What the exercise asks: When a line in the records contains the string "world", copy that line.

(Stored items)
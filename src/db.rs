use std::str::FromStr;

use anyhow::Context;
use sqlx::sqlite::{SqliteConnectOptions, SqlitePool, SqlitePoolOptions};

/// Open the SQLite database file, creating it when missing.
pub async fn connect(database_url: &str) -> anyhow::Result<SqlitePool> {
    let options = SqliteConnectOptions::from_str(database_url)
        .with_context(|| format!("parse database url {database_url}"))?
        .create_if_missing(true)
        .foreign_keys(true);
    SqlitePoolOptions::new()
        .max_connections(5)
        .connect_with(options)
        .await
        .context("connect to database")
}

pub async fn migrate(db: &SqlitePool) -> anyhow::Result<()> {
    sqlx::migrate!("./migrations")
        .run(db)
        .await
        .context("run migrations")
}

/// Single-connection in-memory database with the schema applied.
#[cfg(test)]
pub async fn memory() -> SqlitePool {
    let options = SqliteConnectOptions::from_str("sqlite::memory:")
        .expect("memory url parses")
        .foreign_keys(true);
    let db = SqlitePoolOptions::new()
        .max_connections(1)
        .idle_timeout(None)
        .max_lifetime(None)
        .connect_with(options)
        .await
        .expect("memory db connects");
    migrate(&db).await.expect("migrations apply");
    db
}
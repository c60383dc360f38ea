//! Prompt templating and model output cleanup.

mod dedup;
mod prompt;

pub use dedup::{drop_blank_lines, remove_repetition};
pub use prompt::{build_prompt, ArticleStyle, TaskKind};

/// Text stored and shown for a raw model reply: repeated sentences removed,
/// blank lines stripped.
pub fn clean_output(raw: &str) -> String {
    drop_blank_lines(&remove_repetition(raw.trim()))
}
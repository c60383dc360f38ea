use crate::config::AppConfig;
use crate::db;
use crate::model::{HttpTextGenerator, TextGenerator};
use sqlx::SqlitePool;
use std::sync::Arc;

#[derive(Clone)]
pub struct AppState {
    pub db: SqlitePool,
    pub config: Arc<AppConfig>,
    pub generator: Arc<dyn TextGenerator>,
}

impl AppState {
    pub async fn init() -> anyhow::Result<Self> {
        let config = Arc::new(AppConfig::from_env()?);

        let db = db::connect(&config.database_url).await?;
        db::migrate(&db).await?;

        // Built once and shared read-only by every request.
        let generator = Arc::new(HttpTextGenerator::new(&config.model)?) as Arc<dyn TextGenerator>;

        Ok(Self::from_parts(db, config, generator))
    }

    pub fn from_parts(
        db: SqlitePool,
        config: Arc<AppConfig>,
        generator: Arc<dyn TextGenerator>,
    ) -> Self {
        Self {
            db,
            config,
            generator,
        }
    }

    #[cfg(test)]
    pub async fn fake(generator: Arc<dyn TextGenerator>) -> Self {
        let config = Arc::new(AppConfig {
            listen_addr: "127.0.0.1:0".into(),
            database_url: "sqlite::memory:".into(),
            session: crate::config::SessionConfig {
                secret: "test".into(),
                issuer: "test-issuer".into(),
                audience: "test-aud".into(),
                ttl_minutes: 5,
            },
            model: crate::config::ModelConfig {
                endpoint: "http://fake.local".into(),
                name: "fake".into(),
                api_token: None,
            },
        });

        Self::from_parts(db::memory().await, config, generator)
    }
}
use std::collections::HashSet;

use lazy_static::lazy_static;
use regex::Regex;

lazy_static! {
    // Sentence terminator followed by one or more spaces. Newlines do not split.
    static ref SENTENCE_BREAK: Regex = Regex::new(r"[.!?] +").unwrap();
}

/// Split `text` after every terminator that is followed by spaces.
/// The terminator stays with the preceding sentence; the spaces are dropped.
fn split_sentences(text: &str) -> Vec<&str> {
    let mut sentences = Vec::new();
    let mut start = 0;
    for m in SENTENCE_BREAK.find_iter(text) {
        // terminators are single-byte ASCII
        sentences.push(&text[start..m.start() + 1]);
        start = m.end();
    }
    sentences.push(&text[start..]);
    sentences
}

/// Remove sentences that were already seen, keeping first occurrences in order.
///
/// Matching is exact after trimming: sentences that differ only in case or
/// punctuation are both kept. Survivors are joined with a blank line.
pub fn remove_repetition(text: &str) -> String {
    let mut seen = HashSet::new();
    let unique: Vec<&str> = split_sentences(text.trim())
        .into_iter()
        .map(str::trim)
        .filter(|sentence| seen.insert(*sentence))
        .collect();
    unique.join("\n\n")
}

/// Drop lines that are empty or whitespace only.
pub fn drop_blank_lines(text: &str) -> String {
    text.lines()
        .filter(|line| !line.trim().is_empty())
        .collect::<Vec<_>>()
        .join("\n")
}

#[cfg(test)]
mod tests {
    use super::*;

    #[test]
    fn removes_exact_duplicate_sentence() {
        assert_eq!(
            remove_repetition("Hi there. Hi there. Bye."),
            "Hi there.\n\nBye."
        );
    }

    #[test]
    fn empty_input_yields_empty_output() {
        assert_eq!(remove_repetition(""), "");
        assert_eq!(remove_repetition("   \n  "), "");
    }

    #[test]
    fn keeps_first_occurrence_order() {
        assert_eq!(remove_repetition("B. A. B."), "B.\n\nA.");
    }

    #[test]
    fn single_unterminated_sentence_is_one_segment() {
        assert_eq!(remove_repetition("just a fragment"), "just a fragment");
    }

    #[test]
    fn near_duplicates_are_kept() {
        assert_eq!(
            remove_repetition("Hello world. hello world. Hello world!"),
            "Hello world.\n\nhello world.\n\nHello world!"
        );
    }

    #[test]
    fn splits_on_every_terminator_kind_and_space_runs() {
        assert_eq!(
            remove_repetition("Really?   Yes!  Really? Ok."),
            "Really?\n\nYes!\n\nOk."
        );
    }

    #[test]
    fn newline_after_terminator_does_not_split() {
        assert_eq!(remove_repetition("One.\nOne."), "One.\nOne.");
    }

    #[test]
    fn surrounding_whitespace_is_ignored_for_matching() {
        assert_eq!(remove_repetition("  Same.  Same.  "), "Same.");
    }

    #[test]
    fn drop_blank_lines_collapses_paragraph_breaks() {
        assert_eq!(drop_blank_lines("a\n\nb\n   \nc"), "a\nb\nc");
        assert_eq!(drop_blank_lines(""), "");
    }
}
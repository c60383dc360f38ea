use axum::{
    http::StatusCode,
    response::{IntoResponse, Response},
};
use tracing::error;

use crate::pages;

/// Failures that are not shown to the user beyond a generic error page.
#[derive(Debug, thiserror::Error)]
pub enum AppError {
    #[error(transparent)]
    Internal(#[from] anyhow::Error),
}

impl IntoResponse for AppError {
    fn into_response(self) -> Response {
        error!(error = %self, "request failed");
        (StatusCode::INTERNAL_SERVER_ERROR, pages::error_page()).into_response()
    }
}
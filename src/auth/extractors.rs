use axum::{
    async_trait,
    extract::{FromRef, FromRequestParts},
    http::request::Parts,
    response::Redirect,
};
use tracing::warn;

use super::services::SessionKeys;
use crate::cookies::{read_cookie, SESSION_COOKIE};

/// ID of the signed-in user, taken from the session cookie.
/// Requests without a valid session are redirected to the login page.
#[derive(Debug, Clone, Copy, PartialEq, Eq)]
pub struct CurrentUser(pub i64);

#[async_trait]
impl<S> FromRequestParts<S> for CurrentUser
where
    S: Send + Sync,
    SessionKeys: FromRef<S>,
{
    type Rejection = Redirect;

    async fn from_request_parts(parts: &mut Parts, state: &S) -> Result<Self, Self::Rejection> {
        let token = read_cookie(&parts.headers, SESSION_COOKIE)
            .filter(|t| !t.is_empty())
            .ok_or_else(|| Redirect::to("/login"))?;

        let keys = SessionKeys::from_ref(state);
        match keys.verify(&token) {
            Ok(claims) => Ok(CurrentUser(claims.sub)),
            Err(e) => {
                warn!(error = %e, "invalid or expired session");
                Err(Redirect::to("/login"))
            }
        }
    }
}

Written response:
            remove_repetition("Hello world. hello world. Hello world!"),
            "Hello world.\n\nhello world.\n\nHello world!"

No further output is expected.